This week is
Candle Lighting 3/1/13 5:30 PM NYC EST
Rabbi Chaim Lobel – Young Israel of Aberdeen, NJ
The Red Cow – In Memoriam of Mr. David M. Warren (Menachem Dovid ben Harav Yosef Z’L)
This week’s portion of the Red Cow is read in preparation for the Korban Pesach – sacrificial Passover lamb, of which only those who are pure or purified can partake. Upon coming in contact with a deceased person, the only way to purify oneself was through the sprinkling of the Red Cow's ashes.
“This is the statute of the Torah, which G-d has commanded, saying: “Speak to the Children of Israel, and they shall take for you a perfectly Red Cow, which has no blemish, and no yoke had been placed upon her.” (Numbers 19:2)
Commenting on the verse, Rashi (1040 – 1105) says the Toarh specifically calls this commandment a statute “because the Accusers of the Torah and the nations of the world aggrieve Israel by saying ‘What is the reason for this commandment? What reason is there for this?’ Therefore, the Torah wrote it as a statute, which implies, ‘it is a decree before me (G-d), you have no right to reflect upon it.’”
The Sifsei Chachomim (Shabtai ben Yosef of Kalizs 1641 – 1718) asks a question on Rashi (Verse 2, letter 2). “Why is this commandment so special, that it is a statute that one has “no right to reflect upon it”? There are plenty of statutes that are not understandable, such as the laws of “Kela’aim” (planting different vegetables near one another), or “Shatnez” (wearing garments with interwoven wool and linen).

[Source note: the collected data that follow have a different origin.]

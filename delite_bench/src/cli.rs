use std::{
    env, fs,
    path::{Path, PathBuf},
};

use anyhow::{Context, Result};
use clap::Parser;
use env_logger::Env;
use itertools::Itertools;
use log::{debug, info, Level};

use crate::aggregator::{Aggregator, WarmupPolicy};
use crate::defaults::{
    default_bars, default_runs, default_warmup_discard, DEFAULT_OPTIONS_ENV, DEFAULT_OUTPUT_ROOT,
};
use crate::executor::{RunExecutor, RunOptions, RunStatus, ShellRunner};
use crate::filter::compile_filters;
use crate::git::git_interop::{get_commit_log, get_repository_root, verify_workspace};
use crate::history::timed_hashes;
use crate::inline::{run_inline, InlineDsl, InlineProgram, NamedInput};
use crate::registry::{App, Registry};
use crate::reporting::{report, ReportRequest};
use crate::sample_store::SampleStore;
use crate::{config, error::BenchError};
use delite_bench_cli_types::{Cli, CliStorage, CliWarmup, Commands, WarmupMode};

pub fn handle_calls() -> Result<()> {
    let cli = Cli::parse();
    let logger_level = match cli.verbose {
        0 => Level::Warn,
        1 => Level::Info,
        2 => Level::Debug,
        _ => Level::Trace,
    };
    env_logger::Builder::from_env(Env::default().default_filter_or(logger_level.as_str())).init();

    let registry = Registry::standard();

    match cli.command {
        Commands::Run {
            force,
            runs,
            apps,
            config_filter,
            skip_execution,
            skip_publish,
            skip_report,
            bars,
            warmup,
            storage,
        } => {
            let apps = if apps.is_empty() {
                registry.default_apps()?
            } else {
                registry.apps(&apps)?
            };
            let filters = compile_filters(&config_filter)?;
            let runs = resolve_runs(runs);
            let options_env = config::options_env().unwrap_or_else(|| DEFAULT_OPTIONS_ENV.into());
            let options = RunOptions {
                runs,
                verbose: cli.verbose > 0,
                skip_execution,
                publish: !skip_publish,
                base_java_opts: env::var(&options_env).unwrap_or_default(),
                options_env,
            };

            let workspace = verify_workspace(None, force)?;
            let store = SampleStore::new(resolve_output_root(&workspace.root, storage));
            run(&registry, &store, &workspace.root, &workspace.commit, options, &apps, &filters)?;

            if skip_report {
                return Ok(());
            }
            let request = ReportRequest {
                version_apps: apps,
                ..ReportRequest::default()
            };
            let hashes = recent_hashes(&store, &workspace.root, resolve_bars(bars))?;
            let aggregator = Aggregator::new(resolve_policy(&warmup, runs));
            report(&store, &hashes, &request, &aggregator, None)?;
            Ok(())
        }
        Commands::Report {
            bars,
            app_comparison,
            app_comparison_default,
            ver_comparison,
            ver_comparison_default,
            xml,
            xml_default,
            hashes,
            output_dir,
            runs,
            warmup,
            storage,
        } => {
            let mut request = ReportRequest::default();

            let groups = if app_comparison_default {
                registry.default_comparisons.clone()
            } else {
                app_comparison.iter().map(|group| split_group(group)).collect()
            };
            for group in &groups {
                request.app_comparisons.push(registry.apps(group)?);
            }

            request.version_apps = if ver_comparison_default {
                registry.default_apps()?
            } else {
                registry.apps(&ver_comparison)?
            };

            request.xml_apps = if xml_default {
                registry.default_apps()?
            } else {
                registry.apps(&xml)?
            };

            if request.app_comparisons.is_empty()
                && request.version_apps.is_empty()
                && request.xml_apps.is_empty()
            {
                debug!("No comparison requested, comparing the default apps across versions");
                request.version_apps = registry.default_apps()?;
            }

            let root = get_repository_root(None)?;
            let store = SampleStore::new(resolve_output_root(&root, storage));
            let hashes = if hashes.is_empty() {
                recent_hashes(&store, &root, resolve_bars(bars))?
            } else {
                hashes
            };
            let aggregator = Aggregator::new(resolve_policy(&warmup, resolve_runs(runs)));
            info!("Aggregating with the {} warm-up policy", aggregator.policy());
            report(&store, &hashes, &request, &aggregator, output_dir)?;
            Ok(())
        }
        Commands::List {} => {
            list(&registry);
            Ok(())
        }
        Commands::Inline { dsl, code, inputs } => {
            let dsl = InlineDsl::new(&registry.dsl(&dsl)?.name);
            let code = fs::read_to_string(&code)
                .with_context(|| format!("Failed to read {}", code.display()))?;
            let inputs = inputs
                .iter()
                .map(NamedInput::try_from)
                .collect::<Result<Vec<_>>>()?;
            let root = get_repository_root(None)?;
            let program = InlineProgram::generate(&dsl, &code, inputs);
            let output = run_inline(&root, &dsl, &program, &mut ShellRunner)?;
            println!("{}", output);
            Ok(())
        }
    }
}

fn run(
    registry: &Registry,
    store: &SampleStore,
    root: &Path,
    commit: &str,
    options: RunOptions,
    apps: &[&App],
    filters: &[regex::Regex],
) -> Result<()> {
    let dsls = apps
        .iter()
        .map(|app| registry.dsl(&app.dsl.name))
        .collect::<Result<Vec<_>, BenchError>>()?
        .into_iter()
        .unique_by(|dsl| dsl.name.clone())
        .collect_vec();

    let mut executor = RunExecutor::new(store, root, commit, options, ShellRunner);
    executor.publish(&dsls)?;
    let outcomes = executor.execute(apps, filters)?;

    let completed = outcomes
        .iter()
        .filter(|o| matches!(o.status, RunStatus::Completed | RunStatus::Reused))
        .count();
    println!(
        "{} of {} runs for commit {} produced results",
        completed,
        outcomes.len(),
        commit
    );
    Ok(())
}

/// The newest `bars` commits of the current history that have timings.
fn recent_hashes(store: &SampleStore, root: &Path, bars: usize) -> Result<Vec<String>> {
    let log = get_commit_log(Some(root))?;
    let hashes = timed_hashes(store, &log, bars);
    if hashes.is_empty() {
        return Err(BenchError::NoTimedCommits(store.root().to_owned()).into());
    }
    Ok(hashes)
}

fn split_group(group: &str) -> Vec<String> {
    group
        .split(',')
        .map(str::trim)
        .filter(|key| !key.is_empty())
        .map(str::to_owned)
        .collect()
}

fn resolve_runs(cli_runs: Option<u16>) -> u16 {
    cli_runs.or_else(config::runs).unwrap_or(default_runs())
}

fn resolve_bars(cli_bars: Option<usize>) -> usize {
    cli_bars.or_else(config::bars).unwrap_or(default_bars())
}

fn resolve_output_root(repo_root: &Path, storage: CliStorage) -> PathBuf {
    let output_root = storage
        .output_root
        .or_else(config::output_root)
        .unwrap_or_else(|| PathBuf::from(DEFAULT_OUTPUT_ROOT));
    // Absolute paths replace the repository root when joined.
    repo_root.join(output_root)
}

/// Determine the warm-up policy with proper precedence:
/// 1. CLI options (`--warmup`, or `--discard` which implies "fixed")
/// 2. Configuration file
/// 3. Default (discard the first half)
fn resolve_policy(warmup: &CliWarmup, runs: u16) -> WarmupPolicy {
    let mode = warmup
        .warmup
        .or_else(|| warmup.discard.map(|_| WarmupMode::FixedCount))
        .or_else(config::warmup_policy)
        .unwrap_or(WarmupMode::HalfDiscard);
    let discard = warmup
        .discard
        .or_else(config::warmup_discard)
        .unwrap_or(default_warmup_discard());
    WarmupPolicy::from_mode(mode, discard, usize::from(runs))
}

fn list(registry: &Registry) {
    println!("DSLs:");
    for dsl in &registry.dsls {
        println!("  {} ({})", dsl.name, dsl.run_dir);
    }
    println!("Apps:");
    for app in &registry.apps {
        let marker = if registry.default_apps.contains(&app.key) {
            "*"
        } else {
            " "
        };
        let configs = app
            .configs
            .iter()
            .map(|c| {
                if c.run_only_once {
                    format!("{} (once)", c.name)
                } else {
                    c.name.clone()
                }
            })
            .join(", ");
        println!("{} {:<28} {:<20} {}", marker, app.key, app.qualified_name(), configs);
    }
    println!("Default comparisons:");
    for group in &registry.default_comparisons {
        println!("  {}", group.join(" vs "));
    }
    println!("Configuration files:");
    let sources = config::config_sources();
    if sources.is_empty() {
        println!("  (none)");
    }
    for source in sources {
        println!("  {}", source.display());
    }
}

#[cfg(test)]
mod test {
    use super::*;

    #[test]
    fn app_groups_are_comma_separated() {
        assert_eq!(split_group("gda,delite_gda"), vec!["gda", "delite_gda"]);
        assert_eq!(split_group(" gda , logreg,"), vec!["gda", "logreg"]);
        assert!(split_group("").is_empty());
    }

    #[test]
    fn cli_warmup_wins() {
        let warmup = CliWarmup {
            warmup: Some(WarmupMode::HalfDiscard),
            discard: Some(2),
        };
        assert_eq!(resolve_policy(&warmup, 10), WarmupPolicy::HalfDiscard);

        let warmup = CliWarmup {
            warmup: None,
            discard: Some(2),
        };
        assert_eq!(
            resolve_policy(&warmup, 5),
            WarmupPolicy::FixedCount {
                discard: 2,
                expected: 5
            }
        );
    }

    #[test]
    fn explicit_output_root() {
        let storage = CliStorage {
            output_root: Some(PathBuf::from("times")),
        };
        assert_eq!(
            resolve_output_root(Path::new("/repo"), storage),
            PathBuf::from("/repo/times")
        );
        let storage = CliStorage {
            output_root: Some(PathBuf::from("/data/times")),
        };
        assert_eq!(
            resolve_output_root(Path::new("/repo"), storage),
            PathBuf::from("/data/times")
        );
    }
}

Answering his own question, the Sifsei Chachomim suggests the laws of the red cow are unique because “this statute works in a contradictory fashion.” The ashes of the red cow purify the impure but render unclean those who prepare the ashes.

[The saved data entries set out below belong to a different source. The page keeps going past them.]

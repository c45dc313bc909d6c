//! Centralized default values for delite-bench.
//!
//! These are the fallbacks used when neither the command line nor the
//! configuration file provide a value.

// ============================================================================
// Run Defaults
// ============================================================================

/// Default number of times each app is run per configuration.
pub const DEFAULT_RUNS: u16 = 10;

/// Environment variable the timed run reads its JVM options from.
///
/// The executor prepends the timing dump options to whatever value this
/// variable already holds.
pub const DEFAULT_OPTIONS_ENV: &str = "JAVA_OPTS";

// ============================================================================
// Storage Defaults
// ============================================================================

/// Directory holding the per-commit timing data, relative to the repository root.
pub const DEFAULT_OUTPUT_ROOT: &str = "benchmark/times";

/// Sample files store microseconds; reports work in seconds.
/// Conversions shift the decimal exponent by this much instead of scaling,
/// so values survive a write and read unchanged.
pub const MICROS_EXPONENT: i32 = 6;

// ============================================================================
// Report Defaults
// ============================================================================

/// Default number of timed commits shown per version comparison plot.
pub const DEFAULT_BARS: usize = 3;

/// Default number of leading samples dropped by the fixed warm-up policy.
pub const DEFAULT_WARMUP_DISCARD: usize = 1;

/// Decimal places used for values embedded in the HTML report.
pub const REPORT_VALUE_PRECISION: usize = 4;

/// Name of the directory the report is written to inside the newest commit directory.
pub const REPORT_DIR_NAME: &str = "report";

#[inline]
pub const fn default_runs() -> u16 {
    DEFAULT_RUNS
}

#[inline]
pub const fn default_bars() -> usize {
    DEFAULT_BARS
}

#[inline]
pub const fn default_warmup_discard() -> usize {
    DEFAULT_WARMUP_DISCARD
}

#[cfg(test)]
mod tests {
    use super::*;

    #[test]
    fn test_default_runs() {
        assert_eq!(DEFAULT_RUNS, 10);
        assert_eq!(default_runs(), 10);
    }

    #[test]
    fn test_default_bars() {
        assert_eq!(DEFAULT_BARS, 3);
        assert_eq!(default_bars(), 3);
    }

    #[test]
    fn test_default_warmup_discard() {
        assert_eq!(default_warmup_discard(), 1);
    }
}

any Torah laws are perplexing and we persevere to understand them. However, the nature of the red cow’s ashes is impossible to comprehend – how can something purify the spiritually impure but have the opposite effect on someone who is spiritually pure? Since the Torah is indivisible, if one element is paradoxical, the entire Torah is a paradox. Therefore, the Torah call this a “Hok,” a statute, warning us that it is inherently contradictory and we only obey because it is a heavenly decree.
By segregating the Laws of the Red Cow from other laws, the Torah demonstrates the importance of consistency with its teachings and observances. So too, we need to be consistent when teaching Torah values to others. The classic cliché “how can such a person who seems to hold the banner of a ‘Torah Follower’ act in such a fashion” is such a strong argument because of the inconsistency it breeds.
Understanding the importance of consistency, and how the Torah and our sages did their utmost to keep that virtue intact can be a source of inspiration for how we live our lives and treat others. There’s no such thing as a part-time Jew, as choosing what to agree with and what to observe; that would be inconsistent.